• Task goal
Read the data below line by line and copy each one with "best" in it.

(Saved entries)

=== Begin Enclosure ===

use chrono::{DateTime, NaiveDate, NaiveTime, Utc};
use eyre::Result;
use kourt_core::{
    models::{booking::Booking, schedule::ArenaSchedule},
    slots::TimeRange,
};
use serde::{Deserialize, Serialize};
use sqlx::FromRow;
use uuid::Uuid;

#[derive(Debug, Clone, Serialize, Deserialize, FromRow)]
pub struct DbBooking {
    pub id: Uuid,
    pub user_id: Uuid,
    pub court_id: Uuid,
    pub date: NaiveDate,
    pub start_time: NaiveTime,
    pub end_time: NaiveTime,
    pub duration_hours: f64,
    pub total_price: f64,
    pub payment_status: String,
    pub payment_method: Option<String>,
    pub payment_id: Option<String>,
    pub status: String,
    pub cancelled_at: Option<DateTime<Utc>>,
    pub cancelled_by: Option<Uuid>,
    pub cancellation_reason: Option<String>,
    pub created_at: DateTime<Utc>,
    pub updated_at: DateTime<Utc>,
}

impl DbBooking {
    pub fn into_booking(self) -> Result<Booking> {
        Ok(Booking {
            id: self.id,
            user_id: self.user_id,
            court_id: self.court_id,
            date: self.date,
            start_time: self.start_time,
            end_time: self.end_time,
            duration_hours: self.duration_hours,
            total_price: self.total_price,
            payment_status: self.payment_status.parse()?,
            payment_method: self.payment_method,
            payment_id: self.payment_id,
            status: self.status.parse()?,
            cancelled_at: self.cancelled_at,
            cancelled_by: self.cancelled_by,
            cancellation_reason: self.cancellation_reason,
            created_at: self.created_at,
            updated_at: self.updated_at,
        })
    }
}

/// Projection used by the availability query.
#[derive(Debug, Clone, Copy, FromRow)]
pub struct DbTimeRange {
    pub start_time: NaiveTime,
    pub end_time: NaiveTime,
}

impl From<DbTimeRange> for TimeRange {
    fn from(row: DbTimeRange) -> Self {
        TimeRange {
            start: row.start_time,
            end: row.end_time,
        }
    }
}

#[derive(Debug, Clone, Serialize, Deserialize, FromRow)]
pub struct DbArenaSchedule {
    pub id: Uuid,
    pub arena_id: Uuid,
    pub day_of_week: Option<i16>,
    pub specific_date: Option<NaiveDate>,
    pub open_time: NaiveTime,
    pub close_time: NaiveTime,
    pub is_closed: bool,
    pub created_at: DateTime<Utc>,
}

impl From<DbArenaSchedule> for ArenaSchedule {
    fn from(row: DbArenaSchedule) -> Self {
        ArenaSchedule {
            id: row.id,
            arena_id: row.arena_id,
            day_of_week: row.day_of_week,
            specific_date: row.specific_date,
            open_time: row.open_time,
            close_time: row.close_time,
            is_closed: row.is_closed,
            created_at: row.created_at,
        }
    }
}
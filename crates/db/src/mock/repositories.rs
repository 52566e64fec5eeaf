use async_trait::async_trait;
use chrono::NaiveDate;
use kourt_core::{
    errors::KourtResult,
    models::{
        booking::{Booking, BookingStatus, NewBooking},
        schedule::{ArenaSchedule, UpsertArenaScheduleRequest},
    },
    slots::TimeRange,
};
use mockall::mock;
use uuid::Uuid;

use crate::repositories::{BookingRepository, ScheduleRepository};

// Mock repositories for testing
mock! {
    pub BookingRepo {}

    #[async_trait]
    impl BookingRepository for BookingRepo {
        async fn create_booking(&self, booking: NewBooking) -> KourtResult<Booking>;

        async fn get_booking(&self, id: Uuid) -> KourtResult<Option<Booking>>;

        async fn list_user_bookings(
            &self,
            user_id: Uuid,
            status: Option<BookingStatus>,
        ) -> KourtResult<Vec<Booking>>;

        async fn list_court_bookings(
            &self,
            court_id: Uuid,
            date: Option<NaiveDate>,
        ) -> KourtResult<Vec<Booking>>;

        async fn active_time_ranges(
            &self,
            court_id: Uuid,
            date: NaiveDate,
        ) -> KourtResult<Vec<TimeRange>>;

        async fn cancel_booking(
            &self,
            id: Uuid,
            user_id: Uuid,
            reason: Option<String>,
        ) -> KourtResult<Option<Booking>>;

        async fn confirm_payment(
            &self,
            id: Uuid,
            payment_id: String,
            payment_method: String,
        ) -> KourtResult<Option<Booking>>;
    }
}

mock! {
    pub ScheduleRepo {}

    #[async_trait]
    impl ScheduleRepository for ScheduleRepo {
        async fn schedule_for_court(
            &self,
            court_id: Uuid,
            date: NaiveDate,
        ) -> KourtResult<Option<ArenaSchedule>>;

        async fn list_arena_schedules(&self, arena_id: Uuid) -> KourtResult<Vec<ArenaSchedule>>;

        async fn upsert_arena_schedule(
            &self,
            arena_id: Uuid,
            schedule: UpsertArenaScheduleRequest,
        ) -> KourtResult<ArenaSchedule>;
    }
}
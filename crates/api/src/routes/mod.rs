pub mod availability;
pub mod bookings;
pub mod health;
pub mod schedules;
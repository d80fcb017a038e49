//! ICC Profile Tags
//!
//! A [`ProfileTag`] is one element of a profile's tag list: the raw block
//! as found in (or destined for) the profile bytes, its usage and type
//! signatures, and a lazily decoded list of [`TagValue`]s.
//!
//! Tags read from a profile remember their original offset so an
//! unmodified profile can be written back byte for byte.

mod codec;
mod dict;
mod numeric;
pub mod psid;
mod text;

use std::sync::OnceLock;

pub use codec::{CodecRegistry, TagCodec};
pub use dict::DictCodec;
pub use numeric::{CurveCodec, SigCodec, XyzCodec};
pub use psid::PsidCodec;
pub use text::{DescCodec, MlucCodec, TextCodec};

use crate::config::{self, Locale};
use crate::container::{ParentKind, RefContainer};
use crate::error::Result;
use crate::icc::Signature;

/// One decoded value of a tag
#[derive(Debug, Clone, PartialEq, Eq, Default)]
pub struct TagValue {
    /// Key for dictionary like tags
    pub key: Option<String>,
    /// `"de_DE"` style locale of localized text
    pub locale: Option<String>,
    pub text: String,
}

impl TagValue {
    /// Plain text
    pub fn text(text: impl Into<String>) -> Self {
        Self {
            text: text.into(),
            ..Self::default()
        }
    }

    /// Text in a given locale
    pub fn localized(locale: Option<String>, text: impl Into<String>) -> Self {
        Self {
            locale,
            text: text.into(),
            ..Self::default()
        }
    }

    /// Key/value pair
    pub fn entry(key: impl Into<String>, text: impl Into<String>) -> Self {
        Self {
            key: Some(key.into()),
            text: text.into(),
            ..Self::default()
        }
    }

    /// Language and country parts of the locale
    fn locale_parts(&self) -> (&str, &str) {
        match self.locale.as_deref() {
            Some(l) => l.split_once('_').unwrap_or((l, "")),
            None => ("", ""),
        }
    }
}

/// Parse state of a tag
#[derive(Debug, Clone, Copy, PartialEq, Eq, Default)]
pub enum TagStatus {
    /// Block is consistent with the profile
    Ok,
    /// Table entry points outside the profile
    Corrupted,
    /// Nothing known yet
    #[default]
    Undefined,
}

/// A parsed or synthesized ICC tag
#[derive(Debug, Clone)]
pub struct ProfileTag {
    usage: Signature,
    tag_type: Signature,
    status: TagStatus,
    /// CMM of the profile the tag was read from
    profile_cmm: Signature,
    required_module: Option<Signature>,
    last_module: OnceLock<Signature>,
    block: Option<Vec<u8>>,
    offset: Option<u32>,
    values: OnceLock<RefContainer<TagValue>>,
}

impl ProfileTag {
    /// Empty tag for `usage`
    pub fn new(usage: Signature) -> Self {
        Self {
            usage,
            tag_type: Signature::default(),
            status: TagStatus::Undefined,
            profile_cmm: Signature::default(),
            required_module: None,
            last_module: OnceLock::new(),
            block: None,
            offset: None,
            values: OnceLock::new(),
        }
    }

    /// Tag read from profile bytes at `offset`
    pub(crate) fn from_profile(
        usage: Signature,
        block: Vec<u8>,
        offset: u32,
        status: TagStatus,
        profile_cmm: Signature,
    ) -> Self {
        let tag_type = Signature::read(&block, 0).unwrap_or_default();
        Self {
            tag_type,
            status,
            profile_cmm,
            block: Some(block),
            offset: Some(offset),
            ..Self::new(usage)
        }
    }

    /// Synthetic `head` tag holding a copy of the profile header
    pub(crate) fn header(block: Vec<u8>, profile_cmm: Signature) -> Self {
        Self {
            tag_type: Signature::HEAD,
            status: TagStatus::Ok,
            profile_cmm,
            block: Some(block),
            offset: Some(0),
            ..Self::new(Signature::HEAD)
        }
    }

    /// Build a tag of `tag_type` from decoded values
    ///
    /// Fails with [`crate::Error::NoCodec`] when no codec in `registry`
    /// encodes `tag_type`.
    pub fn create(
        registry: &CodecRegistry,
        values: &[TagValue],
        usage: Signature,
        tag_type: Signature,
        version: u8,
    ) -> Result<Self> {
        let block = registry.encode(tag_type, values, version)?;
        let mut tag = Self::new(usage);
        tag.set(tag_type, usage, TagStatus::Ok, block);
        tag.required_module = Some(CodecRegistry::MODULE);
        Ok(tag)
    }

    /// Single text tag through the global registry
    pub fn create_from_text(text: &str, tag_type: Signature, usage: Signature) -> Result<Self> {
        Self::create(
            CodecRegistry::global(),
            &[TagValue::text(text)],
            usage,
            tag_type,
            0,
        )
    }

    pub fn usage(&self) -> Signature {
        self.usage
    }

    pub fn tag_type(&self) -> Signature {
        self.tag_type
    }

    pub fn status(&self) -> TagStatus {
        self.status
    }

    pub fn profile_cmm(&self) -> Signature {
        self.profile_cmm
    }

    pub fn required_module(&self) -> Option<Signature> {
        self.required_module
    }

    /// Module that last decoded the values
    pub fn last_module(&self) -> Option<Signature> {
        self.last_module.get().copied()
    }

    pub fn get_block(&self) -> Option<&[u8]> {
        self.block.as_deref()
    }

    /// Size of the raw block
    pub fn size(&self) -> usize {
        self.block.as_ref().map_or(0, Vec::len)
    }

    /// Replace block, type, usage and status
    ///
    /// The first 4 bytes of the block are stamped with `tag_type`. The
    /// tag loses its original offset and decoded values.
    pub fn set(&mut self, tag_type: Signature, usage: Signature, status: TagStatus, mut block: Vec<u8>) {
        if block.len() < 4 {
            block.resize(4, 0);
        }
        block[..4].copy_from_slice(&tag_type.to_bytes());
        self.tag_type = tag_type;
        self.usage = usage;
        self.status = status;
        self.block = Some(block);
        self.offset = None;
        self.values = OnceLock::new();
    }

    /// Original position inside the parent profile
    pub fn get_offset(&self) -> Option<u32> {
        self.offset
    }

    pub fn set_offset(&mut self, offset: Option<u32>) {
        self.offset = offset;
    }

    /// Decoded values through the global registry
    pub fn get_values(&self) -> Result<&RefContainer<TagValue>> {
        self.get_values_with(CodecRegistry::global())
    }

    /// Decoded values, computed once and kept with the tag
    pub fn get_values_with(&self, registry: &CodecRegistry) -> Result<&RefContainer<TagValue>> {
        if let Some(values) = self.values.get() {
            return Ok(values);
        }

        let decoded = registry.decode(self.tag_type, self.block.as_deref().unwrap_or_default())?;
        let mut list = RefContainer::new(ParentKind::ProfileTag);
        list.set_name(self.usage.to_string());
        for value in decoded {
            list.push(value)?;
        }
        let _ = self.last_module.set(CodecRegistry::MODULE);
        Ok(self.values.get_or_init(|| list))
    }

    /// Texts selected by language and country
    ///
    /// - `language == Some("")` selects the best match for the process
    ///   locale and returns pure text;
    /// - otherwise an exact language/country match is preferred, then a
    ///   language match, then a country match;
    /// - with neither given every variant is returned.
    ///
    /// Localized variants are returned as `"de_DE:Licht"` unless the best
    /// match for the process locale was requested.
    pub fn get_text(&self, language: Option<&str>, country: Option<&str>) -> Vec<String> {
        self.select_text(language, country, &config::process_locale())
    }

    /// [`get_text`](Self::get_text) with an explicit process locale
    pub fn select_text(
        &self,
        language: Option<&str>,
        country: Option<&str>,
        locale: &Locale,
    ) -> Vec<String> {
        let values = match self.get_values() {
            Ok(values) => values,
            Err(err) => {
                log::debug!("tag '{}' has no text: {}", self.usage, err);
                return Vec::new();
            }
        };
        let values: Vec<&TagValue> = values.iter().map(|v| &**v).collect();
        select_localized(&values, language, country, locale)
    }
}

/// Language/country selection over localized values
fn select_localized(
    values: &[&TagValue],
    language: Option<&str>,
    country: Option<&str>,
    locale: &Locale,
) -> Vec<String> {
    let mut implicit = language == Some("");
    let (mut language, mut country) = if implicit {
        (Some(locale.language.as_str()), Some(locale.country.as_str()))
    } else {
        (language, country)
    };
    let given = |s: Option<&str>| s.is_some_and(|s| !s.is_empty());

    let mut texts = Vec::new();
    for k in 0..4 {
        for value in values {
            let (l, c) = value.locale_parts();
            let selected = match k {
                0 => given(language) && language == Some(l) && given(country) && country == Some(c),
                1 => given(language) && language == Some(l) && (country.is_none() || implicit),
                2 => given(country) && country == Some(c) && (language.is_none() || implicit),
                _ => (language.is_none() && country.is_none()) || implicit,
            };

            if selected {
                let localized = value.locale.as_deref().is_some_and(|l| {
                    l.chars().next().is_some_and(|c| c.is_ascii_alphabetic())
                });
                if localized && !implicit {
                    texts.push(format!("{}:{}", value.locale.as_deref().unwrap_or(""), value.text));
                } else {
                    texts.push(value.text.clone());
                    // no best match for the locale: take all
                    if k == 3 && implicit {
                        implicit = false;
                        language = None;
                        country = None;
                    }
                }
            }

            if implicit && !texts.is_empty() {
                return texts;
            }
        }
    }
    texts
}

=== End Enclosure ===

• Solution to this task
    /// - `language == Some("")` selects the best match for the process
    /// Localized variants are returned as `"de_DE:Licht"` unless the best
                    // no best match for the locale: take all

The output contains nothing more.